At the Open Mobile Summit, Dickson Chu, managing director of digital networks for Citi's Global Enterprise Payments unit, said he also thinks retailers' adoption of NFC will be driven by marketing. But he cautioned: "Reward discounts are a race to the bottom. Not every merchant engages in that, it's just not part of their economics."

Chu thinks that in the long run, merchants may use NFC not just to deliver deals and coupons, but to deepen relationships with individual consumers. "That's interesting, and it may be more profitable, but it's a longer term play," he noted.

Another Open Mobile Summit panelist, PayPal's VP for mobile, David Marcus, made this point: "Today, retailers learn about customers at the least effective time -- just when they're leaving the store. They'd like to know about you when you arrive at the store, so they can customize your shopping experience and treat you properly."

That may sound creepy to consumers (remember "Minority Report"?), but in the competitive retail business, merchants are constantly seeking an edge to boost sales and repeat business.

The technology of NFC itself is still a moving target, and standards aren't settled.
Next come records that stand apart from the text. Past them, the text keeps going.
use alloy::primitives::{Address, Bloom, Bytes, B256, B64, U256};
use serde::{Deserialize, Serialize};
use tracing::trace;

use crate::{
    encode::Encode,
    error::Error,
    hex,
    raw::{from_raw, RawResult},
    transaction::Transaction,
};

/// A block header.
///
/// Fields introduced by a hard fork after Frontier are optional; `None` means the block
/// predates the fork.
#[derive(Debug, Clone, PartialEq, Eq, Serialize, Deserialize)]
#[serde(rename_all = "camelCase")]
pub struct BlockHeader {
    /// Hash of the parent block.
    #[serde(with = "hex::fixed")]
    pub parent_hash: B256,
    /// Hash of the RLP encoded uncle list.
    #[serde(with = "hex::fixed")]
    pub uncle_hash: B256,
    /// Beneficiary of the block rewards.
    #[serde(with = "hex::fixed")]
    pub coinbase: Address,
    /// State trie root after the block.
    #[serde(with = "hex::fixed")]
    pub state_root: B256,
    /// Transaction trie root.
    #[serde(with = "hex::fixed")]
    pub transactions_trie: B256,
    /// Receipt trie root.
    #[serde(with = "hex::fixed")]
    pub receipt_trie: B256,
    /// Logs bloom filter.
    #[serde(with = "hex::fixed")]
    pub bloom: Bloom,
    /// Proof-of-work difficulty, zero after the merge.
    #[serde(with = "hex::uint")]
    pub difficulty: U256,
    /// Block number.
    #[serde(with = "hex::quantity")]
    pub number: u64,
    /// Gas limit.
    #[serde(with = "hex::quantity")]
    pub gas_limit: u64,
    /// Gas used by all transactions.
    #[serde(with = "hex::quantity")]
    pub gas_used: u64,
    /// Unix timestamp.
    #[serde(with = "hex::quantity")]
    pub timestamp: u64,
    /// Arbitrary extra data.
    #[serde(with = "hex::bytes")]
    pub extra_data: Bytes,
    /// Mix hash, or `prevRandao` after the merge.
    #[serde(with = "hex::fixed")]
    pub mix_hash: B256,
    /// Proof-of-work nonce.
    #[serde(with = "hex::fixed")]
    pub nonce: B64,
    /// EIP-1559 base fee.
    #[serde(default, with = "hex::opt_uint", skip_serializing_if = "Option::is_none")]
    pub base_fee_per_gas: Option<U256>,
    /// EIP-4895 withdrawals trie root.
    #[serde(default, with = "hex::opt_fixed", skip_serializing_if = "Option::is_none")]
    pub withdrawals_root: Option<B256>,
    /// EIP-4844 blob gas used.
    #[serde(default, with = "hex::opt_quantity", skip_serializing_if = "Option::is_none")]
    pub blob_gas_used: Option<u64>,
    /// EIP-4844 excess blob gas.
    #[serde(default, with = "hex::opt_quantity", skip_serializing_if = "Option::is_none")]
    pub excess_blob_gas: Option<u64>,
    /// EIP-4788 parent beacon block root.
    #[serde(default, with = "hex::opt_fixed", skip_serializing_if = "Option::is_none")]
    pub parent_beacon_block_root: Option<B256>,
    /// EIP-7685 requests hash.
    #[serde(default, with = "hex::opt_fixed", skip_serializing_if = "Option::is_none")]
    pub requests_hash: Option<B256>,
    /// Hash of the RLP encoded header.
    #[serde(with = "hex::fixed")]
    pub hash: B256,
}

impl Encode for BlockHeader {}

/// A validator withdrawal (EIP-4895).
#[derive(Debug, Clone, PartialEq, Eq, Serialize, Deserialize)]
#[serde(rename_all = "camelCase")]
pub struct Withdrawal {
    /// Monotonic withdrawal index.
    #[serde(with = "hex::quantity")]
    pub index: u64,
    /// Index of the withdrawing validator.
    #[serde(with = "hex::quantity")]
    pub validator_index: u64,
    /// Recipient of the withdrawn amount.
    #[serde(with = "hex::fixed")]
    pub address: Address,
    /// Withdrawn amount, in gwei.
    #[serde(with = "hex::quantity")]
    pub amount: u64,
}

impl Encode for Withdrawal {}

/// A full block: header, body and the canonical RLP serialization of both.
///
/// `uncleHeaders` and `withdrawals` may be omitted, in which case they are empty.
#[derive(Debug, Clone, PartialEq, Eq, Serialize, Deserialize)]
#[serde(rename_all = "camelCase")]
pub struct Block {
    /// The block header.
    #[serde(rename = "blockHeader")]
    pub header: BlockHeader,
    /// Transactions, in block order.
    pub transactions: Vec<Transaction>,
    /// Uncle headers, in block order.
    #[serde(default)]
    pub uncle_headers: Vec<BlockHeader>,
    /// Withdrawals, in block order.
    #[serde(default)]
    pub withdrawals: Vec<Withdrawal>,
    /// RLP encoding of the whole block.
    #[serde(with = "hex::bytes")]
    pub rlp: Bytes,
}

impl Encode for Block {}

/// Parses a block fixture (`blockHeader`, `transactions`, `uncleHeaders`, `withdrawals`,
/// `rlp`) into a [`Block`].
///
/// Parsing checks field presence and width only; agreement between the header and `rlp` is
/// verified separately by the oracle.
pub fn parse_block(raw: &RawResult) -> Result<Block, Error> {
    let block: Block = from_raw(raw)?;

    trace!(
        number = block.header.number,
        transactions = block.transactions.len(),
        "parsed block"
    );
    Ok(block)
}

#[cfg(test)]
mod tests {
    use super::*;
    use crate::fixtures;
    use serde_json::json;

    #[test]
    fn test_parse_fixture_block() {
        let block = parse_block(&fixtures::block()).expect("should parse");

        assert_eq!(block.header.number, 1);
        assert_eq!(block.header.gas_limit, 0x0f4240);
        assert_eq!(block.header.gas_used, 0x0156f8);
        assert_eq!(block.header.base_fee_per_gas, Some(U256::from(10u8)));
        assert_eq!(block.header.extra_data, Bytes::from(vec![0u8]));
        assert_eq!(block.transactions.len(), 2);
        assert!(block.uncle_headers.is_empty());
        assert!(block.withdrawals.is_empty());
        assert_eq!(block.rlp.len(), 777);
    }

    #[test]
    fn test_parse_block_short_bloom() {
        let mut raw = fixtures::block();
        raw["blockHeader"]["bloom"] = json!(format!("0x{}", "00".repeat(255)));

        let err = parse_block(&raw).expect_err("bloom is one byte short");
        assert_eq!(
            err.to_string(),
            "schema violation at 'blockHeader.bloom': expected 256 bytes, found 255"
        );
    }

    #[test]
    fn test_parse_block_missing_field() {
        let mut raw = fixtures::block();
        raw["transactions"][1]
            .as_object_mut()
            .expect("transaction is a mapping")
            .remove("gasPrice");

        let err = parse_block(&raw).expect_err("gasPrice is required");
        assert_eq!(
            err.to_string(),
            "schema violation at 'transactions[1].gasPrice': missing required field"
        );
    }

    #[test]
    fn test_parse_pre_cancun_header() {
        let mut raw = fixtures::block();
        let header = raw["blockHeader"].as_object_mut().expect("header is a mapping");
        for name in ["blobGasUsed", "excessBlobGas", "parentBeaconBlockRoot", "withdrawalsRoot"] {
            header.remove(name);
        }
        raw.as_object_mut().expect("block is a mapping").remove("withdrawals");

        let block = parse_block(&raw).expect("should parse");
        assert_eq!(block.header.blob_gas_used, None);
        assert_eq!(block.header.parent_beacon_block_root, None);
        assert!(block.withdrawals.is_empty());
    }

    #[test]
    fn test_parse_withdrawals_and_uncles() {
        let mut raw = fixtures::block();
        let uncle = raw["blockHeader"].clone();
        raw["uncleHeaders"] = json!([uncle]);
        raw["withdrawals"] = json!([{
            "index": "0x00",
            "validatorIndex": "0x2a",
            "address": "0x000000000000000000000000000000000000c0de",
            "amount": "0x0de0b6b3a7640000",
        }]);

        let block = parse_block(&raw).expect("should parse");
        assert_eq!(block.uncle_headers, vec![block.header.clone()]);
        assert_eq!(block.withdrawals[0].validator_index, 42);
        assert_eq!(block.withdrawals[0].amount, 1_000_000_000_000_000_000);
    }

    #[test]
    fn test_block_encodings_reparse() {
        let block = parse_block(&fixtures::block()).expect("should parse");

        assert_eq!(parse_block(&block.to_raw()).expect("should parse"), block);
        assert_eq!(parse_block(&block.to_native()).expect("should parse"), block);
    }
}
Merchants are wary of investing in the next Betamax.

This week a global organization of wireless carriers with GSM mobile networks announced that 45 carriers around the world -- including AT&T, T-Mobile, and Verizon Wireless in the U.S. -- are supporting standards for NFC payments and committed to support and launch services based on it.

But, as PaidContent noted, "The crucial questions now will be whether these carriers stick to their word; and whether handset makers, other infrastructure providers and consumers follow these carriers' lead."
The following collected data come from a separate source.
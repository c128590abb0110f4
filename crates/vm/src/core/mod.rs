/// Keyword inputs to VM programs
pub mod inputs;

/// The invocation boundary
pub mod invoker;

/// Program identifiers exposed by the VM
pub mod program;

/// Time-limited invocation
pub mod timeout;
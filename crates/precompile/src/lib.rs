//! Differential testing of the VM's precompiles.
//!
//! The VM's EC multiplication (`test__ecmul_impl`, the `0x07` precompile) is run on a fixed
//! set of edge cases and on seeded random inputs, and every product is checked against an
//! independent reference implementation. Each random trial has its own seed, so a failure
//! can be replayed alone.

/// Sampling, the reference implementation and the tester itself
pub mod core;
/// Error types for the tester
pub mod error;
/// Configuration and command line arguments
pub mod interfaces;

pub use crate::core::{
    ec_mul,
    point::EcPoint,
    report::{EcMulReport, TrialRecord},
    sample::{Case, Trial},
    DifferentialTester,
};
pub use error::Error;
pub use interfaces::{Curve, EcMulArgs, EcMulConfig, EcMulConfigBuilder};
In the meantime, while these issues sort out, Google also announced this week that it's making it easier to integrate Google Wallet into mobile web payments.

Granted, at most stores this probably would not make sense yet -- but it might appeal to the many consumers who buy movie tickets online, rather than stand in line at the box office. So Google is partnering with Fandango.com and MovieTickets.com to offer Google Wallet as a payment option for their mobile web checkout.
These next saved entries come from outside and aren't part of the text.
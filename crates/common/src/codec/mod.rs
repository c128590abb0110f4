//! The numeric codec converts between hex strings, byte strings, 256-bit integers and the
//! (low, high) 128-bit limb pairs used by constrained-arithmetic execution environments.

/// Byte-string hex encoding and decoding.
pub mod hex;

/// 256-bit integers and their limb pair decomposition.
pub mod uint256;

pub use hex::{decode_hex, decode_hex_fixed, encode_hex, encode_prefixed, strip_hex_prefix};
pub use uint256::{
    hex_to_uint, limb_pair_to_uint, normalize_hex, uint_to_hex, uint_to_limb_pair, LimbPair,
    Uint256,
};
use alloy::primitives::{Address, Bytes, U256};
use serde::{Deserialize, Serialize};

use crate::{encode::Encode, hex};

/// A signed legacy transaction, as found in a block fixture.
#[derive(Debug, Clone, PartialEq, Eq, Serialize, Deserialize)]
#[serde(rename_all = "camelCase")]
pub struct Transaction {
    /// Sender nonce.
    #[serde(with = "hex::quantity")]
    pub nonce: u64,
    /// Gas price, in wei.
    #[serde(with = "hex::uint")]
    pub gas_price: U256,
    /// Gas limit.
    #[serde(with = "hex::quantity")]
    pub gas_limit: u64,
    /// Recipient, or `None` for contract creation.
    #[serde(default, with = "hex::recipient")]
    pub to: Option<Address>,
    /// Transferred value, in wei.
    #[serde(with = "hex::uint")]
    pub value: U256,
    /// Call data, or init code for contract creation.
    #[serde(with = "hex::bytes")]
    pub data: Bytes,
    /// Signature recovery id / parity (possibly EIP-155 encoded).
    #[serde(with = "hex::quantity")]
    pub v: u64,
    /// Signature `r` component.
    #[serde(with = "hex::uint")]
    pub r: U256,
    /// Signature `s` component.
    #[serde(with = "hex::uint")]
    pub s: U256,
    /// Recovered sender address.
    #[serde(with = "hex::fixed")]
    pub sender: Address,
}

impl Encode for Transaction {}

impl Transaction {
    /// Returns true if this transaction creates a contract.
    pub fn is_create(&self) -> bool {
        self.to.is_none()
    }
}
//! Two-phase verification of VM round-trip results.
//!
//! The VM under test reports storage keyed by hashed slot, so storage cannot be compared key
//! by key. Results are first checked on their storage values alone (cardinality, then the
//! sorted multiset of limb pairs), and only then parsed and compared structurally with
//! storage cleared on both sides.

use std::collections::{BTreeMap, BTreeSet};

use alloy::primitives::Address;
use mimir_model::{
    from_raw_at, hex::Word, parse_account, parse_state, raw::parse_address_key, Account,
    RawResult, State,
};
use serde::Deserialize;
use serde_json::{Map, Value};
use tracing::debug;

use crate::{
    equivalence::{
        account_path, address_set_difference, assert_equivalent, join, storage_values_difference,
        StorageMode,
    },
    error::{Error, Mismatch},
};

fn schema(path: &str, reason: impl Into<String>) -> Error {
    let (path, reason) = (path.to_string(), reason.into());
    Error::Model(mimir_model::Error::SchemaViolation { path, reason })
}

fn mapping<'a>(raw: &'a Value, path: &str) -> Result<&'a Map<String, Value>, Error> {
    raw.as_object().ok_or_else(|| schema(path, "expected a mapping"))
}

/// The stored values of a raw account, keyed by whatever the VM keyed them by.
#[derive(Debug, Deserialize)]
struct StoredValues {
    storage: BTreeMap<String, Word>,
}

/// Reads the stored values out of a raw account, ignoring their keys.
fn storage_values(raw: &Value, path: &str) -> Result<Vec<Word>, Error> {
    let StoredValues { storage } = from_raw_at(raw, path)?;
    Ok(storage.into_values().collect())
}

/// Replaces every storage mapping found at `accounts` with an empty one.
fn clear_storage<'a>(accounts: impl Iterator<Item = &'a mut Value>) {
    for account in accounts {
        if let Some(map) = account.as_object_mut() {
            map.insert("storage".to_string(), Value::Object(Map::new()));
        }
    }
}

fn check_storage_values(expected: &Account, raw: &Value, path: &str) -> Result<(), Error> {
    let actual = storage_values(raw, path)?;
    match storage_values_difference(
        expected.storage.values().copied(),
        actual.into_iter().map(|Word(value)| value),
        &join(path, "storage"),
    ) {
        Some(mismatch) => Err(Error::EquivalenceMismatch(mismatch)),
        None => Ok(()),
    }
}

/// Verifies that `raw`, an account returned by the VM, is equivalent to `expected`.
///
/// Storage is compared by value only; every other field must match exactly.
pub fn verify_account_round_trip(expected: &Account, raw: &RawResult) -> Result<(), Error> {
    check_storage_values(expected, raw, "")?;
    debug!(slots = expected.storage.len(), "account storage values agree");

    let mut stripped = raw.clone();
    clear_storage(std::iter::once(&mut stripped));
    let actual = parse_account(&stripped)?;

    assert_equivalent(&expected.without_storage(), &actual, StorageMode::Exact)
}

/// Verifies that `raw`, a state returned by the VM, is equivalent to `expected`.
///
/// The address sets must agree, every account's storage must agree by value, and every other
/// field must match exactly.
pub fn verify_state_round_trip(expected: &State, raw: &RawResult) -> Result<(), Error> {
    let accounts = mapping(raw, "")?;

    let mut by_address: BTreeMap<Address, &Value> = BTreeMap::new();
    for (key, value) in accounts {
        let address = parse_address_key(key, key)?;
        if by_address.insert(address, value).is_some() {
            return Err(schema(key, format!("duplicate address {address}")));
        }
    }

    let expected_addresses: BTreeSet<Address> = expected.addresses().copied().collect();
    let actual_addresses: BTreeSet<Address> = by_address.keys().copied().collect();
    if let Some(mismatch) = address_set_difference(&expected_addresses, &actual_addresses, "") {
        return Err(Error::EquivalenceMismatch(mismatch));
    }

    for (address, account) in expected.iter() {
        let raw_account = by_address
            .get(address)
            .ok_or_else(|| Mismatch::new(account_path("", address), "present", "absent"))?;
        check_storage_values(account, raw_account, &account_path("", address))?;
    }
    debug!(accounts = expected.len(), "state storage values agree");

    let mut stripped = raw.clone();
    if let Some(map) = stripped.as_object_mut() {
        clear_storage(map.values_mut());
    }
    let actual = parse_state(&stripped)?;

    assert_equivalent(&expected.without_storage(), &actual, StorageMode::Exact)
}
Once this option is implemented, users won't have to try to type their 16-digit credit card number plus the expiration date and security code on their phone in order to buy a movie ticket. Typing on mobile phones is a notorious hassle, and mobile Web users often abandon their online shopping carts when they reach the point of entering payment information.

Of course, Fandango.com and Movietickets.com don't just sell tickets on the Web. They also offer their own apps for iPhone, Android, and other smartphone platforms.

It's unclear whether Google Wallet will be offered as a payment option for in-app purchases -- but Albert Wenger, a partner with Union Square Ventures, observed that if Google decided to offer this ability, it might "pull the rug out from underneath Apple's 30% tax on in-app purchases."

The opinions expressed in this column are solely those of Amy Gahran.